(Items from a data source)

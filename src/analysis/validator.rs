// ABOUTME: Schema validation and sanitization for extracted analysis records
// ABOUTME: Coerces untrusted provider output into in-range BodyAnalysisRecord values
//
// SPDX-License-Identifier: MIT OR Apache-2.0
// Copyright (c) 2025 ReddyFit

//! # Schema Validator
//!
//! Coerces a freshly extracted, untrusted JSON tree into a fully valid
//! [`BodyAnalysisRecord`]. Validation is total: every field is checked
//! independently, and any absent, mistyped, or out-of-range value is
//! replaced with its documented default. The list of corrected fields is
//! returned for observability; correcting one field never affects another.
//!
//! Downstream consumers (confidence scorer, signature engine) rely on the
//! output being in range unconditionally and do not re-validate.

use serde::de::DeserializeOwned;
use serde_json::Value;
use tracing::warn;

use crate::models::{
    BodyAnalysisRecord, BodyMeasurements, DevelopmentLevel, FitnessLevel, MuscleDevelopment,
    MuscleMassLevel, PostureAssessment, PostureQuality, Recommendations,
};

/// Valid range and default for one numeric field
#[derive(Debug, Clone, Copy)]
pub struct NumericRange {
    /// Inclusive minimum
    pub min: f64,
    /// Inclusive maximum
    pub max: f64,
    /// Substituted when the value is absent, mistyped, or out of range
    pub default: f64,
}

impl NumericRange {
    const fn new(min: f64, max: f64, default: f64) -> Self {
        Self { min, max, default }
    }

    /// Whether a value is acceptable for this field
    #[must_use]
    pub fn contains(&self, value: f64) -> bool {
        value.is_finite() && value >= self.min && value <= self.max
    }
}

/// Anatomically plausible range for body fat percentage
pub const BODY_FAT_RANGE: NumericRange = NumericRange::new(5.0, 50.0, 20.0);

/// Valid range for the self-reported provider confidence
pub const CONFIDENCE_RANGE: NumericRange = NumericRange::new(0.0, 1.0, 0.75);

/// Anatomically plausible ranges for the ten measurements, in centimeters.
/// Defaults sit at the midpoint of each range.
pub const MEASUREMENT_RANGES: [(&str, NumericRange); 10] = [
    ("chestCm", NumericRange::new(70.0, 140.0, 100.0)),
    ("waistCm", NumericRange::new(60.0, 130.0, 85.0)),
    ("hipsCm", NumericRange::new(70.0, 140.0, 95.0)),
    ("bicepCm", NumericRange::new(20.0, 50.0, 35.0)),
    ("thighCm", NumericRange::new(35.0, 80.0, 55.0)),
    ("shoulderWidthCm", NumericRange::new(35.0, 60.0, 45.0)),
    ("neckCm", NumericRange::new(28.0, 50.0, 38.0)),
    ("calfCm", NumericRange::new(25.0, 50.0, 38.0)),
    ("forearmCm", NumericRange::new(20.0, 40.0, 28.0)),
    ("heightCm", NumericRange::new(140.0, 220.0, 175.0)),
];

/// Default posture notes when the provider supplied none
const DEFAULT_POSTURE_NOTES: &str = "Normal posture";

/// Default free-form notes when the provider supplied none
const DEFAULT_NOTES: &str = "Analysis based on visible physique markers.";

/// A validated record together with the fields that had to be corrected
#[derive(Debug, Clone)]
pub struct ValidatedAnalysis {
    /// The fully populated, in-range record
    pub record: BodyAnalysisRecord,
    /// Dotted paths of fields that were replaced with defaults.
    /// Observability only; never used for control flow.
    pub corrections: Vec<String>,
}

/// Coerces untrusted extracted records into valid analyses
pub struct SchemaValidator;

• What is being asked: For each line in the data above that contains the string "fields", extract the line.

• Solution for this task:
//! replaced with its documented default. The list of corrected fields is
/// A validated record together with the fields that had to be corrected
    /// Dotted paths of fields that were replaced with defaults.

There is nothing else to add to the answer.